Cybersecurity companies have been very involved in exposing some of the more sophisticated nation state-driven cyber espionage, an activity typically associated with being carefully surreptitious. Over the past year, even Chinese cybersecurity companies have emerged on the scene and have shared reporting on alleged U.S. cyber malfeasance, something that they had not done years before. Again, the suspicion here is that these companies are being used at the behest of the government as assets to expose suspected U.S. cyber activities and tarnish the United States’ global image. At least one cybersecurity company has been accused of being controlled by or directly working for a government, a strange accusation given that companies provide products and services to governments all the time. Others share their research with governments, with some of these companies advertising potential employment opportunities for candidates possessing security clearances, ostensibly to be able to work at government sites where classified information is produced, processed, or shared.
Generally, companies profit from enhanced security concerns and a ramped up environment, which is likely indicative of more attention being given to threats that are faced. The same goes for the cybersecurity industry, which has benefited from a 24×7 news cycle, the increasing sophistication of state and nonstate cyber attackers, and the need to address the vulnerabilities of the technologies themselves. But looking back at the tenets of Eisenhower’s address, one cannot help but recall the impetus of the former president’s warning – that liberties and democratic process could be threatened by an unchecked complex. This is not to say that we have arrived at this point in cyberspace but given the advancements in technologies and incidents where they have been misused, it’s fairly easy to see that we may be close.
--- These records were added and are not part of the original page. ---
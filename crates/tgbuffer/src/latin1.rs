//! Single-byte codecs: `latin1` (alias `binary`) and `ascii`.
//!
//! Both encode by keeping the low eight bits of each code unit. They differ
//! only when decoding: `ascii` clears the top bit of every byte, `latin1`
//! maps bytes to U+0000..=U+00FF unchanged.
use alloc::{string::String, vec::Vec};

/// Encodes each code unit as its low byte, writing at most `budget` bytes.
#[must_use]
#[expect(clippy::cast_possible_truncation)]
pub fn encode<I>(units: I, budget: Option<usize>) -> Vec<u8>
where
    I: IntoIterator<Item = u16>,
{
    units
        .into_iter()
        .take(budget.unwrap_or(usize::MAX))
        .map(|unit| (unit & 0xFF) as u8)
        .collect()
}

/// Decodes bytes as Latin-1.
#[must_use]
pub fn decode_latin1(bytes: &[u8]) -> String {
    bytes.iter().copied().map(char::from).collect()
}

/// Decodes bytes as 7-bit ASCII, discarding the top bit.
#[must_use]
pub fn decode_ascii(bytes: &[u8]) -> String {
    bytes.iter().map(|&b| char::from(b & 0x7F)).collect()
}

#[cfg(test)]
mod tests {
    use super::*;

    #[test]
    fn encode_keeps_low_byte() {
        let units: alloc::vec::Vec<u16> = "a\u{e9}\u{20AC}".encode_utf16().collect();
        assert_eq!(encode(units.iter().copied(), None), [0x61, 0xE9, 0xAC]);
        assert_eq!(encode(units, Some(2)), [0x61, 0xE9]);
    }

    #[test]
    fn ascii_decode_strips_top_bit_latin1_does_not() {
        assert_eq!(decode_ascii(&[0x61, 0xE9]), "ai");
        assert_eq!(decode_latin1(&[0x61, 0xE9]), "a\u{e9}");
    }

    #[quickcheck_macros::quickcheck]
    fn latin1_roundtrips_every_byte(bytes: Vec<u8>) -> bool {
        encode(decode_latin1(&bytes).encode_utf16(), None) == bytes
    }

    #[quickcheck_macros::quickcheck]
    fn ascii_decode_is_ascii(bytes: Vec<u8>) -> bool {
        let text = decode_ascii(&bytes);
        text.len() == bytes.len() && text.is_ascii()
    }
}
There are just too many positives achieved through this industry to cast the baby out with the bathwater. But the great capability that comes with these advancements needs better oversight and accounting of who uses them and how they are used. As various cyber bills make their way through Congress, it would be comforting to know that lawmakers recognize that errors – whether intentional or not – can happen and that there is a process in place to audit, review, and ensure that the most powerful tools produced by the private sector are not improperly used. With FISA renewal currently being debated by Congress, now would be the right time for lawmakers to demonstrate they have learned from the past and are prepared not to repeat the same mistakes.